For years, people have been asking Cody Wyoming to reprise the now-legendary 2011 concert in which a long roster of Kansas City musicians played a live version of the Rolling Stones’ classic Exile on Main Street.

“As much fun as it was, I try not to repeat myself too much,” Wyoming says.

So, on Nov. 28, a long roster of Kansas City musicians will stage the Rolling Stones’ classic Sticky Fingers.
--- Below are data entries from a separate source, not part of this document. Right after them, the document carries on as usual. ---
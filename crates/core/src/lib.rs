//! Core types and configuration for the tariff dashboard.
//!
//! This crate provides shared types used across all other crates:
//! - Tariff rate parsing (`Rate`, `parse_rate`)
//! - Classification and time-series records
//! - The loaded dataset
//! - Configuration structures
//! - Common error types

pub mod config;
pub mod dataset;
pub mod error;
pub mod rate;
pub mod types;

pub use config::Config;
pub use dataset::Dataset;
pub use error::{Error, Result};
pub use rate::{coerce_numeric, parse_rate, Rate};
pub use types::*;
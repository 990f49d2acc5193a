//! Workbook ingestion and normalization for the tariff dashboard.
//!
//! This crate handles:
//! - Reading sheets from spreadsheet files, CSV directories or memory
//! - Normalizing the four tables into typed records
//! - Caching the loaded dataset for the process lifetime

pub mod cache;
pub mod loader;
pub mod sheet;

pub use cache::DatasetHandle;
pub use loader::DatasetLoader;
pub use sheet::{open_source, Cell, CsvWorkbook, MemoryWorkbook, RawSheet, WorkbookSource, XlsxWorkbook};
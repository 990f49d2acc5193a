//! Plain-text rendering of a query result.

use tariff_core::{Rate, RateComponent, NOT_AVAILABLE};

use crate::facade::{DestinationSummary, Lookup, OriginSummary, QueryResult};
use crate::table::{format_percent, SummaryTable};

/// Column headers for the destination components, in display order.
const COMPONENT_HEADERS: [(RateComponent, &str); 5] = [
    (RateComponent::General, "General"),
    (RateComponent::TradeRemedy, "301"),
    (RateComponent::Sector, "232"),
    (RateComponent::Reciprocal, "Recíproco"),
    (RateComponent::SpecialProgram, "Fentanilo"),
];

/// Format every section of a query result.
pub fn format_query(result: &QueryResult) -> String {
    let mut out = String::new();
    out.push_str(&format!("=== Subpartida {} ===\n\n", result.code));

    out.push_str("México (LIGIE)\n");
    match &result.origin {
        Lookup::Found(origin) => out.push_str(&format_origin(origin)),
        Lookup::NotFound => out.push_str("  no encontrada\n"),
    }
    out.push('\n');

    out.push_str("Estados Unidos (HTS)\n");
    match &result.destination {
        Lookup::Found(destination) => out.push_str(&format_destination(destination)),
        Lookup::NotFound => out.push_str("  no encontrada\n"),
    }
    out.push('\n');

    out.push_str("Comercio y aranceles efectivos\n");
    match &result.history {
        Lookup::Found(summary) => {
            out.push_str(&SummaryTable::from_summary(summary).render());
            out.push_str(&format!(
                "Último arancel efectivo: {} ({} periodos)\n",
                summary.tariff_date.format("%B %Y"),
                summary.tariff_periods
            ));
        }
        Lookup::NotFound => out.push_str("  historial insuficiente\n"),
    }

    out
}

fn format_origin(origin: &OriginSummary) -> String {
    let mut out = String::new();
    out.push_str(&format!("  Capítulo:   {}\n", origin.hierarchy.chapter));
    out.push_str(&format!("  Partida:    {}\n", origin.hierarchy.heading));
    out.push_str(&format!("  Subpartida: {}\n", origin.hierarchy.subheading));
    out.push_str(&format!("  {:<10} {:<40} {:>10} {:>10}\n", "HS8", "Descripción", "LIGIE", "Total"));
    for line in &origin.lines {
        out.push_str(
            format!(
                "  {:<10} {:<40} {:>10} {:>10}\n",
                cell(line.hs8.as_deref()),
                truncate(cell(line.description.as_deref()), 40),
                cell(line.rate_text.as_deref()),
                line.total.to_string(),
            )
            .trim_end(),
        );
        out.push('\n');
    }
    out.push_str(&format!("  Promedio: {}\n", format_average(origin.average)));
    out
}

fn format_destination(destination: &DestinationSummary) -> String {
    let mut out = String::new();
    out.push_str(&format!("  Capítulo:   {}\n", destination.hierarchy.chapter));
    out.push_str(&format!("  Partida:    {}\n", destination.hierarchy.heading));
    out.push_str(&format!("  Subpartida: {}\n", destination.hierarchy.subheading));

    out.push_str(&format!("  {:<10} {:<30}", "HS8", "Descripción"));
    for (_, header) in COMPONENT_HEADERS {
        out.push_str(&format!(" {header:>10}"));
    }
    out.push_str(&format!(" {:>10}\n", "Total"));

    for line in &destination.lines {
        let mut text = format!(
            "  {:<10} {:<30}",
            cell(line.hs8.as_deref()),
            truncate(cell(line.description.as_deref()), 30),
        );
        for (component, _) in COMPONENT_HEADERS {
            text.push_str(&format!(" {:>10}", cell(line.components.get(component))));
        }
        text.push_str(&format!(" {:>10}", line.total.to_string()));
        out.push_str(text.trim_end());
        out.push('\n');
    }
    out.push_str(&format!("  Promedio: {}\n", format_average(destination.average)));
    out
}

fn format_average(average: Option<f64>) -> String {
    match average {
        Some(v) => format_percent(v),
        None => Rate::Absent.to_string(),
    }
}

fn cell(text: Option<&str>) -> &str {
    match text {
        Some(t) if !t.trim().is_empty() => t,
        _ => NOT_AVAILABLE,
    }
}

fn truncate(s: &str, max: usize) -> String {
    if s.chars().count() <= max {
        return s.to_string();
    }
    let mut out: String = s.chars().take(max.saturating_sub(1)).collect();
    out.push('.');
    out
}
“While Exile has become my favorite Rolling Stones record and one of my favorite records of all time,” Wyoming says, “Sticky Fingers was my first favorite record, the one that made me fall in love with the Stones in the first place. And since this year is the 40th anniversary of the record, it seemed like the right time to put the band back together, so to speak.”
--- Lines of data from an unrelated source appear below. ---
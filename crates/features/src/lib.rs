//! Tariff and time-series computations for the tariff dashboard.
//!
//! This crate handles:
//! - Per-line total tariffs (sector rate excluded) and regime averages
//! - Count-based trailing windows
//! - Market shares and effective-tariff summaries per code

pub mod aggregator;
pub mod summarizer;
pub mod window;

pub use aggregator::{aggregate, average_rate, LineTotals, TotalRate};
pub use summarizer::{
    market_share, EntitySummary, ShareObservation, Stat, SummaryResult, TariffObservation,
    TimeSeriesSummarizer,
};
pub use window::TrailingMean;
//! Count-based trailing window.
//!
//! Keeps the most recent `window` observations. With fewer observations the
//! mean is taken over what is there; nothing is padded.

use std::collections::VecDeque;

use statrs::statistics::Statistics;

/// Trailing mean over the last `window` observations.
#[derive(Debug, Clone)]
pub struct TrailingMean {
    /// Window size in records.
    window: usize,
    /// Observations currently in the window.
    values: VecDeque<f64>,
}

impl TrailingMean {
    /// Create a trailing mean. A zero window is treated as one.
    pub fn new(window: usize) -> Self {
        let window = window.max(1);
        Self {
            window,
            values: VecDeque::with_capacity(window),
        }
    }

    /// Add an observation, evicting the oldest when the window is full.
    pub fn push(&mut self, value: f64) {
        if self.values.len() >= self.window {
            self.values.pop_front();
        }
        self.values.push_back(value);
    }

    /// Mean of the window, if it holds anything.
    ///
    /// Recomputed from the held values on each call.
    pub fn mean(&self) -> Option<f64> {
        if self.values.is_empty() {
            None
        } else {
            Some(self.values.iter().mean())
        }
    }

    /// Most recent observation.
    pub fn last(&self) -> Option<f64> {
        self.values.back().copied()
    }

    /// Get the number of observations.
    pub fn count(&self) -> usize {
        self.values.len()
    }
}

#[cfg(test)]
mod tests {
    use super::*;
    use approx::assert_relative_eq;

    #[test]
    fn test_empty() {
        let window = TrailingMean::new(12);
        assert!(window.mean().is_none());
        assert!(window.last().is_none());
        assert_eq!(window.count(), 0);
    }

    #[test]
    fn test_short_history_is_not_padded() {
        let mut window = TrailingMean::new(12);
        for v in [10.0, 20.0, 30.0] {
            window.push(v);
        }
        assert_eq!(window.count(), 3);
        assert_relative_eq!(window.mean().unwrap(), 20.0);
    }

    #[test]
    fn test_window_evicts_oldest() {
        let mut window = TrailingMean::new(12);
        for v in 1..=15 {
            window.push(v as f64);
        }
        assert_eq!(window.count(), 12);
        // Mean of 4..=15.
        assert_relative_eq!(window.mean().unwrap(), 9.5, epsilon = 1e-12);
        assert_eq!(window.last(), Some(15.0));
    }

    #[test]
    fn test_zero_window_holds_one() {
        let mut window = TrailingMean::new(0);
        window.push(1.0);
        window.push(2.0);
        assert_eq!(window.count(), 1);
        assert_eq!(window.mean(), Some(2.0));
    }

    #[test]
    fn test_mixed_magnitudes_leave_no_residue() {
        let mut window = TrailingMean::new(2);
        for v in [1e16, 1.0, 1.0] {
            window.push(v);
        }
        assert_eq!(window.mean(), Some(1.0));
    }
}
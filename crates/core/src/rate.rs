//! Tariff rate parsing.
//!
//! Every conversion from spreadsheet text to a tariff rate goes through
//! [`parse_rate`]. The time series use the looser [`coerce_numeric`] policy.

use std::fmt;

use serde::{Deserialize, Serialize};

/// Words that mark a line as duty-free ("Ex.", "Exento", "Libre", "Free").
const EXEMPTION_MARKERS: [&str; 3] = ["ex", "libre", "free"];

/// A tariff rate in percent, or the absence of one.
///
/// `Absent` is not zero: it is skipped by sums and means.
#[derive(Debug, Clone, Copy, PartialEq, Serialize, Deserialize)]
pub enum Rate {
    /// Non-negative rate in percentage units.
    Value(f64),
    /// No usable value in the source.
    Absent,
}

impl Rate {
    /// The rate as an option.
    #[inline]
    pub fn value(self) -> Option<f64> {
        match self {
            Rate::Value(v) => Some(v),
            Rate::Absent => None,
        }
    }

    /// Whether the source carried no usable value.
    #[inline]
    pub fn is_absent(self) -> bool {
        matches!(self, Rate::Absent)
    }
}

impl From<Rate> for Option<f64> {
    fn from(rate: Rate) -> Self {
        rate.value()
    }
}

impl fmt::Display for Rate {
    fn fmt(&self, f: &mut fmt::Formatter<'_>) -> fmt::Result {
        match self {
            Rate::Value(v) => write!(f, "{v:.2}%"),
            Rate::Absent => write!(f, "N/A"),
        }
    }
}

/// Parse free-form tariff text into a [`Rate`].
///
/// - blank or missing → `Absent`
/// - contains an exemption marker (case-insensitive) → `0.0`
/// - number with optional `%` → that number
/// - anything else, negative or non-finite → `Absent`
pub fn parse_rate(raw: Option<&str>) -> Rate {
    let Some(raw) = raw else {
        return Rate::Absent;
    };
    let text = raw.trim().to_lowercase();
    if text.is_empty() {
        return Rate::Absent;
    }
    if EXEMPTION_MARKERS.iter().any(|marker| text.contains(marker)) {
        return Rate::Value(0.0);
    }

    match text.replace('%', "").trim().parse::<f64>() {
        Ok(v) if v.is_finite() && v >= 0.0 => Rate::Value(v),
        _ => Rate::Absent,
    }
}

/// Parse a time-series field, treating anything non-numeric as zero.
pub fn coerce_numeric(raw: Option<&str>) -> f64 {
    raw.and_then(|s| s.trim().parse::<f64>().ok())
        .filter(|v| v.is_finite())
        .unwrap_or(0.0)
}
The Rolling Stones' 'Sticky Fingers' album cover.

During the 2011 performance at the now-defunct Crosstown Station, music critic Danny Alexander observed a “giddy crew of more than two dozen (musicians) pulling off the seemingly impossible” as the crowd beamed back that joyous feeling. But the point of doing this sort of thing isn’t just to have fun.

“You learn a lot,” says Wyoming, who has been in enough tribute acts to know the difference between playing a band’s hits versus diving deeply into an album.

“I’m much more interested in an album as a single piece of music. It’s always an interesting idea to examine an album in a live setting, play it, interpret it, see if you can do it.”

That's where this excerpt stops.